:: TASK TO COMPLETE ::
Each record below needs to be set down again exactly.
::::::::::
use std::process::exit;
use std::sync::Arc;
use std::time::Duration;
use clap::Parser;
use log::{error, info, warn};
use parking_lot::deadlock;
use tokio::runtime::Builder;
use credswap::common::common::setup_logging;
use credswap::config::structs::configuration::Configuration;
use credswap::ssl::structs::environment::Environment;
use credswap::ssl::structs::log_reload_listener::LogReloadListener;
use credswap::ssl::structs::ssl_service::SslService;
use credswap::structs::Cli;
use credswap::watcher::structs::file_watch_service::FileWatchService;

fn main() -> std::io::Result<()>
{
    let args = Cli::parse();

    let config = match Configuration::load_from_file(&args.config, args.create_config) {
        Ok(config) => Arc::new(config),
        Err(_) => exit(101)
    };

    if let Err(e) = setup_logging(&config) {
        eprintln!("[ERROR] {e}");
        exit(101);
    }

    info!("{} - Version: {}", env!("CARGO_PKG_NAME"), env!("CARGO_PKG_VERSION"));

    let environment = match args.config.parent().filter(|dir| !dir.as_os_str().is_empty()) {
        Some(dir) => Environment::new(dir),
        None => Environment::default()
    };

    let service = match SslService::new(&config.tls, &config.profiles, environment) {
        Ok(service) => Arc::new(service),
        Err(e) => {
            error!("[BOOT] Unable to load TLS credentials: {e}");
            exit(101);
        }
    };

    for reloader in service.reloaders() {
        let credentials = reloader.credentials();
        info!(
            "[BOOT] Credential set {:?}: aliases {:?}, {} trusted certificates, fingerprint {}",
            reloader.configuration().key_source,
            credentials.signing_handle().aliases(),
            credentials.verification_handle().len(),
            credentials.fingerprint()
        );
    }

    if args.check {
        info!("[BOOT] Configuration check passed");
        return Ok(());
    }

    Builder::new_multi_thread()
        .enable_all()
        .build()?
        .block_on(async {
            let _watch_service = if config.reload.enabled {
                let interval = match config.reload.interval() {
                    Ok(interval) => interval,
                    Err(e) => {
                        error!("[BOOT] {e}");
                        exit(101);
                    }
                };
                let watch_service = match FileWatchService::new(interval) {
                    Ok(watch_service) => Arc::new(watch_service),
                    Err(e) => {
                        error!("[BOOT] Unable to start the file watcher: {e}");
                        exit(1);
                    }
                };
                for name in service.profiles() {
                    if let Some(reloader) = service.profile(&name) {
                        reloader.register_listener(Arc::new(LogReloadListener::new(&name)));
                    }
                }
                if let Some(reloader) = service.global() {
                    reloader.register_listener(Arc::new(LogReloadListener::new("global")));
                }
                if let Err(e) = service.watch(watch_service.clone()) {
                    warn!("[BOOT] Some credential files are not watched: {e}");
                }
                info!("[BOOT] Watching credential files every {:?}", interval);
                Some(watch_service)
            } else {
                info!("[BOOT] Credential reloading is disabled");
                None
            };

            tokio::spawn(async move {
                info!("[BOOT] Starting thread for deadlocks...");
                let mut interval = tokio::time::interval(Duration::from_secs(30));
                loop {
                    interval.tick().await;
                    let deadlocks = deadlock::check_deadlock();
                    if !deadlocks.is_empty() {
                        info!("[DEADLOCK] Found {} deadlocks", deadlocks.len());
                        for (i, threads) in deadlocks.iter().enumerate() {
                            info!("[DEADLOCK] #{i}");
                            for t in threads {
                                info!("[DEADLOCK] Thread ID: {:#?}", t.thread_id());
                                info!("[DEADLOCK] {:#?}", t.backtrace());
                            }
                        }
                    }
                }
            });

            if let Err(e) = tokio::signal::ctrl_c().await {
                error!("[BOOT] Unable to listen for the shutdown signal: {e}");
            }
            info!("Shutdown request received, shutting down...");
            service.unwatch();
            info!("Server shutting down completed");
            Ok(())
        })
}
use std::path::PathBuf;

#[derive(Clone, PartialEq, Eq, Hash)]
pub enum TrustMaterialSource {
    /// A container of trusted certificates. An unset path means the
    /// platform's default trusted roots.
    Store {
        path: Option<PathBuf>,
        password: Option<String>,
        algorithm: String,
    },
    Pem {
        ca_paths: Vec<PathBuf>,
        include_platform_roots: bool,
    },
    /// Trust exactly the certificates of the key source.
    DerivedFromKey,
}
::::::::::
:: RESPONSE TO THE TASK ::
use std::process::exit;
use std::sync::Arc;
use std::time::Duration;
use clap::Parser;
use log::{error, info, warn};
use parking_lot::deadlock;
use tokio::runtime::Builder;
use credswap::common::common::setup_logging;
use credswap::config::structs::configuration::Configuration;
use credswap::ssl::structs::environment::Environment;
use credswap::ssl::structs::log_reload_listener::LogReloadListener;
use credswap::ssl::structs::ssl_service::SslService;
use credswap::structs::Cli;
use credswap::watcher::structs::file_watch_service::FileWatchService;

fn main() -> std::io::Result<()>
{
    let args = Cli::parse();

    let config = match Configuration::load_from_file(&args.config, args.create_config) {
        Ok(config) => Arc::new(config),
        Err(_) => exit(101)
    };

    if let Err(e) = setup_logging(&config) {
        eprintln!("[ERROR] {e}");
        exit(101);
    }

    info!("{} - Version: {}", env!("CARGO_PKG_NAME"), env!("CARGO_PKG_VERSION"));

    let environment = match args.config.parent().filter(|dir| !dir.as_os_str().is_empty()) {
        Some(dir) => Environment::new(dir),
        None => Environment::default()
    };

    let service = match SslService::new(&config.tls, &config.profiles, environment) {
        Ok(service) => Arc::new(service),
        Err(e) => {
            error!("[BOOT] Unable to load TLS credentials: {e}");
            exit(101);
        }
    };

    for reloader in service.reloaders() {
        let credentials = reloader.credentials();
        info!(
            "[BOOT] Credential set {:?}: aliases {:?}, {} trusted certificates, fingerprint {}",
            reloader.configuration().key_source,
            credentials.signing_handle().aliases(),
            credentials.verification_handle().len(),
            credentials.fingerprint()
        );
    }

    if args.check {
        info!("[BOOT] Configuration check passed");
        return Ok(());
    }

    Builder::new_multi_thread()
        .enable_all()
        .build()?
        .block_on(async {
            let _watch_service = if config.reload.enabled {
                let interval = match config.reload.interval() {
                    Ok(interval) => interval,
                    Err(e) => {
                        error!("[BOOT] {e}");
                        exit(101);
                    }
                };
                let watch_service = match FileWatchService::new(interval) {
                    Ok(watch_service) => Arc::new(watch_service),
                    Err(e) => {
                        error!("[BOOT] Unable to start the file watcher: {e}");
                        exit(1);
                    }
                };
                for name in service.profiles() {
                    if let Some(reloader) = service.profile(&name) {
                        reloader.register_listener(Arc::new(LogReloadListener::new(&name)));
                    }
                }
                if let Some(reloader) = service.global() {
                    reloader.register_listener(Arc::new(LogReloadListener::new("global")));
                }
                if let Err(e) = service.watch(watch_service.clone()) {
                    warn!("[BOOT] Some credential files are not watched: {e}");
                }
                info!("[BOOT] Watching credential files every {:?}", interval);
                Some(watch_service)
            } else {
                info!("[BOOT] Credential reloading is disabled");
                None
            };

            tokio::spawn(async move {
                info!("[BOOT] Starting thread for deadlocks...");
                let mut interval = tokio::time::interval(Duration::from_secs(30));
                loop {
                    interval.tick().await;
                    let deadlocks = deadlock::check_deadlock();
                    if !deadlocks.is_empty() {
                        info!("[DEADLOCK] Found {} deadlocks", deadlocks.len());
                        for (i, threads) in deadlocks.iter().enumerate() {
                            info!("[DEADLOCK] #{i}");
                            for t in threads {
                                info!("[DEADLOCK] Thread ID: {:#?}", t.thread_id());
                                info!("[DEADLOCK] {:#?}", t.backtrace());
                            }
                        }
                    }
                }
            });

            if let Err(e) = tokio::signal::ctrl_c().await {
                error!("[BOOT] Unable to listen for the shutdown signal: {e}");
            }
            info!("Shutdown request received, shutting down...");
            service.unwatch();
            info!("Server shutting down completed");
            Ok(())
        })
}
use std::path::PathBuf;

#[derive(Clone, PartialEq, Eq, Hash)]
pub enum TrustMaterialSource {
    /// A container of trusted certificates. An unset path means the
    /// platform's default trusted roots.
    Store {
        path: Option<PathBuf>,
        password: Option<String>,
        algorithm: String,
    },
    Pem {
        ca_paths: Vec<PathBuf>,
        include_platform_roots: bool,
    },
    /// Trust exactly the certificates of the key source.
    DerivedFromKey,
}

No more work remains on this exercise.